Several people interviewed from both Jermuk and Yerevan said they wanted nothing less than the total cessation of the companies’ mining operations in the country. As Anna Nikoghosyan of AEF stated, “the government has all the necessary facts and reports to unconditionally close Lydian’s mine.” Nikoghosyan also pointed to Lydian’s dealings in Georgia and their lack of an established reputation as further red flags. Prime Minister Pashinyan at one point supported the mine by stating that booting Lydian out of the country would reduce the incentive for foreign investment in Armenia. But the rally-goers were not swayed by this angle either. Levon Galstyan, a coordinator who has been with AEF for a decade and is a postgraduate candidate of the National Academy of Sciences, balked at this argument. Galstyan retorted, “I will support any foreign investment that brings growth to Armenia and builds its future. I will never accept however an investment that would poison our water, destroy our nature, and destroy our future in the name of profit. To me that is akin to selling one of my kidneys for a buck.” Garik, a demonstrator from Jermuk chimed in, saying “We all know this mine is a real threat to people’s health and to nature. We must defend our land and our mountains, as we have lost so much [land], we cannot lose more.”
An interesting aspect of this rally was that it revealed a wide range of different causes finding common purpose in the Save Amulsar movement. Whilst the most prominent faction of demonstrators was environmentalists, the rally also included a significant number of LGBT+ activists. This issue resonates with other activist groups due to the common themes it shares. In their minds, the movement to save Amulsar is also a movement to preserve democracy, and to ensure the dignity and health of all human beings. In other words, the rally-goers seek more than just to save a mountain: they seek to normalize a narrative in Armenian society that values the lives of people over profit, that elevates the voices of the voiceless, and calls to account those that abuse their power.
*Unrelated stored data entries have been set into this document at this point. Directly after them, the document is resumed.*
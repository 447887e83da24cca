use crate::error::Result;
use crate::schema::Schema;
use crate::types::{Pollutant, ProjectRecord};
use serde_json::{json, Map, Value};
use std::io::Write;
use std::path::Path;
use tabled::{settings::Style, Table, Tabled};
use tempfile::NamedTempFile;

/// One record as a JSON object keyed by canonical column names, inputs first
/// and derived fields after, in a fixed order.
pub fn record_json(record: &ProjectRecord, schema: &Schema) -> Value {
    let c = &schema.columns;
    let mut obj = Map::new();
    obj.insert(c.id.clone(), json!(record.id));
    obj.insert(c.name.clone(), json!(record.name));
    obj.insert(c.status.clone(), json!(record.status));
    obj.insert(c.region.clone(), json!(record.region));
    obj.insert(c.fips.clone(), json!(record.fips));
    obj.insert(c.equipment_type.clone(), json!(record.equipment_type));
    obj.insert(c.date.clone(), json!(record.date));
    obj.insert(c.gas_savings.clone(), json!(record.gas_savings_mmbtu));
    obj.insert(c.electric_savings.clone(), json!(record.electric_savings_kwh));
    obj.insert(c.total_cost_savings.clone(), json!(record.total_cost_savings));
    obj.insert(c.implementation_cost.clone(), json!(record.implementation_cost));
    obj.insert(c.percent_progress.clone(), json!(record.percent_progress));
    for p in Pollutant::ALL {
        let fig = record.pollutants.get(p);
        obj.insert(schema.low_column(p), json!(fig.low));
        obj.insert(schema.high_column(p), json!(fig.high));
    }
    for p in Pollutant::ALL {
        let fig = record.pollutants.get(p);
        obj.insert(format!("Gas_{}_lb", p.key()), json!(fig.gas_lb));
        obj.insert(format!("Elec_{}_lb", p.key()), json!(fig.elec_lb));
        obj.insert(format!("Total_{}_lb", p.key()), json!(fig.total_lb));
    }
    obj.insert("Total_CO2_Tons".into(), json!(record.total_co2_tons));
    obj.insert("Cars_Equivalent".into(), json!(record.cars_equivalent));
    obj.insert("Net_Savings".into(), json!(record.net_savings));
    obj.insert("Payback_Years".into(), json!(record.payback_years));
    obj.insert("FIPS_Code".into(), json!(record.fips_code));
    obj.insert("Year".into(), json!(record.year));
    Value::Object(obj)
}

/// The site data file: a pretty-printed array with one object per record,
/// in source order. No timestamps, so identical input gives identical bytes.
pub fn render_json(records: &[ProjectRecord], schema: &Schema) -> Result<String> {
    let rows: Vec<Value> = records.iter().map(|r| record_json(r, schema)).collect();
    let mut s = serde_json::to_string_pretty(&rows)?;
    s.push('\n');
    Ok(s)
}

/// Replace `path` as a whole: write a sibling temp file, then rename it over
/// the target. Readers see either the old file or the new one.
pub fn write_atomic(path: &Path, contents: &str) -> Result<()> {
    let dir = match path.parent() {
        Some(p) if !p.as_os_str().is_empty() => p,
        _ => Path::new("."),
    };
    let mut tmp = NamedTempFile::new_in(dir)?;
    tmp.write_all(contents.as_bytes())?;
    tmp.flush()?;
    tmp.persist(path).map_err(|e| e.error)?;
    Ok(())
}

pub fn preview_table_rows<T>(rows: &[T], max_rows: usize)
where
    T: Tabled + Clone,
{
    let slice: Vec<T> = rows.iter().cloned().take(max_rows).collect();
    if slice.is_empty() {
        println!("(no rows)\n");
        return;
    }
    let table_str = Table::new(slice).with(Style::markdown()).to_string();
    println!("{}\n", table_str);
}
As one self-proclaimed queer activist named Artak explained, “this movement affects all vulnerable people, and all those who oppose a lack of privacy, and police brutality.”
In the eyes of demonstrators, the post-revolution government had squandered a great deal of good will on this issue, not only by siding with Lydian, but also by remaining generally silent. As Nikoghosyan, an AEF activist, explained, “We are very disappointed with our government, our MPs, and our PM Pashinyan. They have had time to see the truth, but they aren’t holding Lydian accountable. This is quite embarrassing, and it shows that real democracy lives in Amulsar, not in Yerevan”.